I've read SOS going on four or five times now, floored, awestruck, enraptured each time, every twist and turn a new surprise arrives. Milkman is a wonderful archetype for a Black man searching for what he can claim as his own. His mind, his body, his sex, money? What is his and not tainted by the past, by racism, by internal family feuding? This is what I call a "Patience Book", you have to sit with it the way you would sit with a child on a Sunday afternoon. Patience. You have to breathe in rhythm with this book. Morrison is one of those few writers that it's silly to ask all of your questions of even after you finish the book. Pick it right back up and breathe, savor each page, have patience. It is not an easy read for it is literature and you are reading, truly reading. Not surfing through pulp fiction knwoing that the hero lives, the heroine is saved and everybody sleeps well on the last page. Uh uh. Patience. What else but patience could you use to understand Magdalene, Pilate, Corinthians? My all time, all time, all time favorite literary scene that chills me, tears me up, knocks me around hard and then uplifts me: Pilate at the funeral. "That was my baby, That's my baby, AND SHE WAS LOVED!"
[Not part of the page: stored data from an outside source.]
//! Process-local cache backed by DashMap.

use std::collections::BTreeSet;
use std::sync::OnceLock;

use async_trait::async_trait;
use dashmap::mapref::entry::Entry;
use dashmap::DashMap;
use tracing::debug;

use super::DiscordCache;
use crate::error::{CacheError, EntityKind, Result};
use crate::model::{Channel, Guild, Role, SelfMember, User};

/// Guild snapshot plus the indices owned by that guild.
///
/// Roles are not kept inside the snapshot: `role_ids` is the single ordered
/// index and role bodies live in the flat role map. Both indices are only
/// mutated while holding the map's entry lock for the guild, which keeps
/// concurrent `save_channel`/`save_role` calls for one guild from losing
/// updates.
#[derive(Debug, Clone)]
struct GuildRecord {
    guild: Guild,
    channels: BTreeSet<u64>,
    role_ids: Vec<u64>,
}

/// Canonical single-process cache.
///
/// Removing a guild does not sweep its channels or roles.
#[derive(Debug, Default)]
pub struct InMemoryCache {
    guilds: DashMap<u64, GuildRecord>,
    channels: DashMap<u64, Channel>,
    users: DashMap<u64, User>,
    roles: DashMap<u64, Role>,
    self_members: DashMap<u64, SelfMember>,
    own_user: OnceLock<u64>,
}

impl InMemoryCache {
    pub fn new() -> Self {
        Self::default()
    }

    /// Snapshot of every cached guild, roles resolved.
    pub fn all_guilds(&self) -> Vec<Guild> {
        let ids: Vec<u64> = self.guilds.iter().map(|entry| *entry.key()).collect();
        ids.into_iter().filter_map(|id| self.guild(id)).collect()
    }

    fn guild(&self, guild_id: u64) -> Option<Guild> {
        // Copy out before touching the role map so no guard is held across maps.
        let (mut guild, role_ids) = {
            let record = self.guilds.get(&guild_id)?;
            (record.guild.clone(), record.role_ids.clone())
        };

        guild.roles = role_ids
            .iter()
            .filter_map(|id| self.roles.get(id).map(|role| role.clone()))
            .collect();

        Some(guild)
    }

    fn channels_of(&self, guild_id: u64) -> Result<Vec<Channel>> {
        let ids: Vec<u64> = match self.guilds.get(&guild_id) {
            Some(record) => record.channels.iter().copied().collect(),
            None => return Err(CacheError::not_found(EntityKind::Guild, guild_id)),
        };

        Ok(ids
            .iter()
            .filter_map(|id| self.channels.get(id).map(|channel| channel.clone()))
            .collect())
    }
}

#[async_trait]
impl DiscordCache for InMemoryCache {
    async fn save_own_user(&self, user_id: u64) -> Result<()> {
        // Never changes at runtime; the first value wins.
        let _ = self.own_user.set(user_id);
        Ok(())
    }

    async fn save_guild(&self, guild: &Guild) -> Result<()> {
        // A full snapshot is authoritative for its roles.
        for role in &guild.roles {
            self.roles.insert(role.id, role.clone());
        }

        let role_ids: Vec<u64> = guild.roles.iter().map(|r| r.id).collect();
        let snapshot = Guild {
            roles: Vec::new(),
            ..guild.clone()
        };

        match self.guilds.entry(guild.id) {
            Entry::Occupied(mut entry) => {
                let record = entry.get_mut();
                record.guild = snapshot;
                record.role_ids = role_ids;
            }
            Entry::Vacant(entry) => {
                entry.insert(GuildRecord {
                    guild: snapshot,
                    channels: BTreeSet::new(),
                    role_ids,
                });
            }
        }

        debug!("Saved guild {} ({} roles)", guild.id, guild.roles.len());
        Ok(())
    }

    async fn save_channel(&self, channel: &Channel) -> Result<()> {
        self.channels.insert(channel.id, channel.clone());

        if let Some(guild_id) = channel.guild_id
            && let Some(mut record) = self.guilds.get_mut(&guild_id)
        {
            record.channels.insert(channel.id);
        }

        if let Some(recipients) = &channel.recipients {
            for recipient in recipients {
                self.users.insert(recipient.id, recipient.clone());
            }
        }

        Ok(())
    }

    async fn save_user(&self, user: &User) -> Result<()> {
        self.users.insert(user.id, user.clone());
        Ok(())
    }

    async fn save_self_member(&self, guild_id: u64, member: &SelfMember) -> Result<()> {
        self.self_members.insert(guild_id, member.clone());
        Ok(())
    }

    async fn save_role(&self, guild_id: u64, role: &Role) -> Result<()> {
        self.roles.insert(role.id, role.clone());

        if let Some(mut record) = self.guilds.get_mut(&guild_id)
            && !record.role_ids.contains(&role.id)
        {
            record.role_ids.push(role.id);
        }

        Ok(())
    }

    async fn save_dm_channel_stub(&self, channel_id: u64) -> Result<()> {
        // A message can arrive before the channel create; keep whatever is there.
        self.channels
            .entry(channel_id)
            .or_insert_with(|| Channel::dm_stub(channel_id));
        Ok(())
    }

    async fn remove_guild(&self, guild_id: u64) -> Result<()> {
        self.guilds.remove(&guild_id);
        Ok(())
    }

    async fn remove_channel(&self, channel_id: u64) -> Result<()> {
        let Some((_, channel)) = self.channels.remove(&channel_id) else {
            return Ok(());
        };

        if let Some(guild_id) = channel.guild_id
            && let Some(mut record) = self.guilds.get_mut(&guild_id)
        {
            record.channels.remove(&channel_id);
        }

        Ok(())
    }

    async fn remove_user(&self, user_id: u64) -> Result<()> {
        self.users.remove(&user_id);
        Ok(())
    }

    async fn remove_role(&self, guild_id: u64, role_id: u64) -> Result<()> {
        self.roles.remove(&role_id);

        if let Some(mut record) = self.guilds.get_mut(&guild_id) {
            record.role_ids.retain(|id| *id != role_id);
        }

        Ok(())
    }

    async fn own_user(&self) -> Result<Option<u64>> {
        Ok(self.own_user.get().copied())
    }

    async fn try_get_guild(&self, guild_id: u64) -> Result<Option<Guild>> {
        Ok(self.guild(guild_id))
    }

    async fn try_get_channel(&self, _guild_id: Option<u64>, channel_id: u64) -> Result<Option<Channel>> {
        Ok(self.channels.get(&channel_id).map(|c| c.clone()))
    }

    async fn try_get_user(&self, user_id: u64) -> Result<Option<User>> {
        Ok(self.users.get(&user_id).map(|u| u.clone()))
    }

    async fn try_get_self_member(&self, guild_id: u64) -> Result<Option<SelfMember>> {
        Ok(self.self_members.get(&guild_id).map(|m| m.clone()))
    }

    async fn try_get_role(&self, role_id: u64) -> Result<Option<Role>> {
        Ok(self.roles.get(&role_id).map(|r| r.clone()))
    }

    async fn get_guild_channels(&self, guild_id: u64) -> Result<Vec<Channel>> {
        self.channels_of(guild_id)
    }
}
Honey, welcome to real African American literature, impossible to translate to film for this is patience reading. Patience, free at last, free at last!
Classic! A masterpiece!
"Song of Solomon" is the third book I've read of Toni Morrison. The prose is beautiful, subtle and unique. She is the winner of both the Pulitzer and the Nobel Prize. Read this novel, and you will understand why!
From the fantastic opening scene - when Robert Smith, the insurance collector, is about to "fly" from the top of a building, some forty, fifty people gathered on the ground to watch. One of them, a woman is standing there, singing, and another woman entering labor - to the ending, this book held my full attention. I just could not put this book down!
In telling this beautiful story, Morrison cleverly mix together elements of magic, myth, and folklore. The style of the book reminds me of the book "One hundred years of Solitude" by Gabriel García Márquez. Both novels share many similarities, and they are books which you have to "think" while reading them.
The characters in "Song of Solomon" are each very well developed. It is almost as if you know them all personally and one cannot help but to care deeply for them all. This is the only book I have read by Toni Morrison that features a male lead. I wouldn't know, but based on the opinion of other reviewers on Amazon.com Morrison masters the task of "being male" perfectly well.
"Song of Solomon" is considered to be Toni Morrison's masterpiece, and the novel is one of my all-time favorites. If you read only one novel by Toni Morrison, it should be this one!